There can be found, at all times of the day, any number of locals who use the resources that the campus library is legally obliged to offer to the public.
In the past though, there have been several altercations that have occurred in the library that involved non-VSU students.
“There have been incidents in the library that resulted in campus police being called,” Interim University Librarian Director, Alan Bernstein, said.
These people are not allowed back into the library as most of them have had community trespass warrants issued against them.
Instances like these have not proved to be of significant detriment to the VSU community.
Many students are not aware of the turmoil that a few non-students have brought with them.
“I don’t really care, as long as it doesn’t bother me or my studies,” Ben Young, junior history major, said.
Arianna Villegas, freshman biology major, agreed saying she doesn’t notice non-students much because she’s there to get a book and then leave.
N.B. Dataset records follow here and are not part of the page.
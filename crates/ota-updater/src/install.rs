//! Installer hand-off.
//!
//! The platform installer applies a verified package. It decides whether the
//! device uses staged (A/B) or legacy recovery updates; the rest of the
//! crate only asks it via [`PlatformInstaller::install_mode`].
//!
//! [`InstallerBridge`] runs one install at a time on a background task and
//! owns its cancellation flag. [`RecoveryStagingInstaller`] is a legacy
//! installer that stages the package for the recovery environment.

use std::path::{Path, PathBuf};
use std::sync::Arc;

use async_trait::async_trait;
use parking_lot::Mutex;
use serde::{Deserialize, Serialize};
use tokio::io::{AsyncReadExt, AsyncWriteExt};
use tokio::task::JoinHandle;
use tracing::{debug, info, warn};

use crate::cancel::CancelFlag;
use crate::error::{ActiveRole, UpdateError};
use crate::record::PackageType;
use crate::verify::VerifiedPackage;

/// How the device applies updates.
#[derive(Debug, Clone, Copy, PartialEq, Eq, Serialize, Deserialize)]
#[serde(rename_all = "snake_case")]
pub enum InstallMode {
    /// Payload streamed into the inactive slot while the system runs
    Staged,
    /// Package handed to the recovery environment on next boot
    Legacy,
}

/// Everything the platform installer needs to apply one package.
#[derive(Debug, Clone)]
pub struct InstallRequest {
    pub download_id: String,
    pub package: PathBuf,
    pub package_type: PackageType,
    pub verified: VerifiedPackage,
}

/// Install progress as reported to observers.
#[derive(Debug, Clone, Copy, Default, PartialEq, Eq)]
pub struct InstallProgress {
    pub percent: u8,
    /// No real progress reported by the platform yet
    pub indeterminate: bool,
    /// Last phase: writing boot control or recovery commands
    pub finalizing: bool,
}

impl InstallProgress {
    pub fn indeterminate() -> Self {
        Self {
            percent: 0,
            indeterminate: true,
            finalizing: false,
        }
    }

    pub fn at(percent: u8) -> Self {
        Self {
            percent: percent.min(100),
            indeterminate: false,
            finalizing: false,
        }
    }

    pub fn finalizing(percent: u8) -> Self {
        Self {
            finalizing: true,
            ..Self::at(percent)
        }
    }
}

/// Result of a successful install.
#[derive(Debug, Clone, Copy, PartialEq, Eq)]
pub struct InstallOutcome {
    /// The update takes effect only after a reboot
    pub reboot_required: bool,
}

/// Install progress sink.
pub type InstallProgressSink = Arc<dyn Fn(InstallProgress) + Send + Sync>;

/// Platform-specific update installer.
#[async_trait]
pub trait PlatformInstaller: Send + Sync {
    /// Staged (A/B) or legacy recovery updates.
    fn install_mode(&self) -> InstallMode;

    /// Apply a verified package.
    ///
    /// Implementations should poll `cancel` and return
    /// [`UpdateError::Cancelled`] when it is set.
    async fn apply(
        &self,
        request: &InstallRequest,
        progress: &(dyn Fn(InstallProgress) + Send + Sync),
        cancel: &CancelFlag,
    ) -> Result<InstallOutcome, UpdateError>;
}

struct ActiveInstall {
    download_id: String,
    cancel: Arc<CancelFlag>,
}

/// Runs platform installs one at a time.
pub struct InstallerBridge {
    installer: Arc<dyn PlatformInstaller>,
    active: Arc<Mutex<Option<ActiveInstall>>>,
}

impl InstallerBridge {
    pub fn new(installer: Arc<dyn PlatformInstaller>) -> Self {
        Self {
            installer,
            active: Arc::new(Mutex::new(None)),
        }
    }

    pub fn install_mode(&self) -> InstallMode {
        self.installer.install_mode()
    }

    /// Id of the running install, if any.
    pub fn active(&self) -> Option<String> {
        self.active.lock().as_ref().map(|a| a.download_id.clone())
    }

    /// Start applying `request` on a background task.
    ///
    /// An indeterminate progress report is sent before the platform installer
    /// runs. If the install was cancelled, any error the platform returns is
    /// reported as [`UpdateError::Cancelled`].
    pub fn start(
        &self,
        request: InstallRequest,
        on_progress: InstallProgressSink,
    ) -> Result<JoinHandle<Result<InstallOutcome, UpdateError>>, UpdateError> {
        let cancel = Arc::new(CancelFlag::new());
        {
            let mut active = self.active.lock();
            if let Some(current) = active.as_ref() {
                return Err(UpdateError::ConcurrencyConflict {
                    role: ActiveRole::Install,
                    active: current.download_id.clone(),
                });
            }
            *active = Some(ActiveInstall {
                download_id: request.download_id.clone(),
                cancel: cancel.clone(),
            });
        }

        let installer = self.installer.clone();
        let active = self.active.clone();
        let handle = tokio::spawn(async move {
            info!(download_id = %request.download_id, package = %request.package.display(), "Starting install");
            on_progress(InstallProgress::indeterminate());

            let result = installer
                .apply(&request, on_progress.as_ref(), &cancel)
                .await;
            active.lock().take();

            match result {
                Ok(outcome) => {
                    info!(download_id = %request.download_id, reboot_required = outcome.reboot_required, "Install finished");
                    Ok(outcome)
                }
                Err(e) if cancel.is_cancelled() => {
                    debug!(download_id = %request.download_id, error = %e, "Install cancelled");
                    Err(UpdateError::Cancelled)
                }
                Err(e) => {
                    warn!(download_id = %request.download_id, error = %e, "Install failed");
                    Err(e)
                }
            }
        });
        Ok(handle)
    }

    /// Cancel the running install. Returns `false` when nothing was running
    /// or it was already cancelled.
    pub fn cancel(&self) -> bool {
        match self.active.lock().as_ref() {
            Some(current) => current.cancel.cancel(),
            None => false,
        }
    }
}

/// Read size for staging copies.
const COPY_BUFFER_SIZE: usize = 64 * 1024;

/// Legacy installer that hands the package to the recovery environment.
///
/// The package is copied into `staging_dir`, then a recovery command file
/// pointing at the copy is written. The device applies it on next boot.
#[derive(Debug, Clone)]
pub struct RecoveryStagingInstaller {
    staging_dir: PathBuf,
    command_file: PathBuf,
}

impl RecoveryStagingInstaller {
    pub fn new(staging_dir: impl Into<PathBuf>, command_file: impl Into<PathBuf>) -> Self {
        Self {
            staging_dir: staging_dir.into(),
            command_file: command_file.into(),
        }
    }

    pub fn staging_dir(&self) -> &Path {
        &self.staging_dir
    }

    pub fn command_file(&self) -> &Path {
        &self.command_file
    }

    async fn copy_with_progress(
        &self,
        src: &Path,
        dest: &Path,
        progress: &(dyn Fn(InstallProgress) + Send + Sync),
        cancel: &CancelFlag,
    ) -> Result<(), UpdateError> {
        let total = tokio::fs::metadata(src).await?.len();
        let mut reader = tokio::fs::File::open(src).await?;
        let mut writer = tokio::fs::File::create(dest).await?;
        let mut buffer = vec![0u8; COPY_BUFFER_SIZE];
        let mut copied = 0u64;
        let mut last_percent = None;

        loop {
            if cancel.is_cancelled() {
                return Err(UpdateError::Cancelled);
            }
            let n = reader.read(&mut buffer).await?;
            if n == 0 {
                break;
            }
            writer.write_all(&buffer[..n]).await?;
            copied += n as u64;

            // Copying is the bulk of the work; keep the last 10% for finalizing
            let percent = (crate::progress::percent(copied, total) as u32 * 90 / 100) as u8;
            if last_percent != Some(percent) {
                last_percent = Some(percent);
                progress(InstallProgress::at(percent));
            }
        }

        writer.flush().await?;
        writer.sync_all().await?;
        Ok(())
    }

    async fn write_command(&self, staged: &Path) -> Result<(), UpdateError> {
        if let Some(parent) = self.command_file.parent() {
            tokio::fs::create_dir_all(parent).await?;
        }
        let tmp = crate::download::part_path(&self.command_file);
        let command = format!("--update_package={}\n", staged.display());
        tokio::fs::write(&tmp, command).await?;
        tokio::fs::rename(&tmp, &self.command_file).await?;
        Ok(())
    }
}

#[async_trait]
impl PlatformInstaller for RecoveryStagingInstaller {
    fn install_mode(&self) -> InstallMode {
        InstallMode::Legacy
    }

    async fn apply(
        &self,
        request: &InstallRequest,
        progress: &(dyn Fn(InstallProgress) + Send + Sync),
        cancel: &CancelFlag,
    ) -> Result<InstallOutcome, UpdateError> {
        let file_name = request.package.file_name().ok_or_else(|| {
            UpdateError::InstallationFailed(format!(
                "package path has no file name: {}",
                request.package.display()
            ))
        })?;
        tokio::fs::create_dir_all(&self.staging_dir)
            .await
            .map_err(|e| {
                UpdateError::InstallationFailed(format!("Failed to create staging dir: {}", e))
            })?;
        let staged = self.staging_dir.join(file_name);

        if let Err(e) = self
            .copy_with_progress(&request.package, &staged, progress, cancel)
            .await
        {
            let _ = tokio::fs::remove_file(&staged).await;
            return Err(match e {
                UpdateError::Cancelled => UpdateError::Cancelled,
                other => UpdateError::InstallationFailed(format!("Failed to stage package: {}", other)),
            });
        }

        if cancel.is_cancelled() {
            let _ = tokio::fs::remove_file(&staged).await;
            return Err(UpdateError::Cancelled);
        }

        progress(InstallProgress::finalizing(90));
        self.write_command(&staged).await.map_err(|e| {
            UpdateError::InstallationFailed(format!("Failed to write recovery command: {}", e))
        })?;
        progress(InstallProgress::finalizing(100));

        info!(staged = %staged.display(), "Package staged for recovery");
        Ok(InstallOutcome {
            reboot_required: true,
        })
    }
}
“We have a lot of regular locals that come in and use our computers,” reference librarian, Elizabeth Barwick, said. “None of them have ever been really problematic though.”
VSU, as an “open campus,” must make its library available to anyone, whether or not they associate with the school, who want to check out books, use a computer or find a quiet place to read.
Some students, though, don’t think Valdostans should be allowed in the VSU library because there is a separate public library in Valdosta.
“I feel they’re not enrolled here nor are they paying the money we pay,” said Angelica Morris, senior early childhood and special education major. “The public library is free and that’s what it’s there for.”
There is even a set of four computers next to the second floor reference desk that do not require a VSU login for access that is specifically meant for use by anyone that is not VSU affiliated.
“We have four community computers at the moment,” Gallant said. “We’re a federal repository of government documents, and so we need to provide access for those who seek government documents including online ones.”
High school students are even welcomed to use the library but must be accompanied by an adult if under 16 years old.
There is really no effective system to determine a VSU student from a non-student. It is however, the libraries priority to ensure that the students are served first.
“We want to make sure student computers, that students pay for with technology fees are only accessible by students,” reference librarian Jeff Gallant said.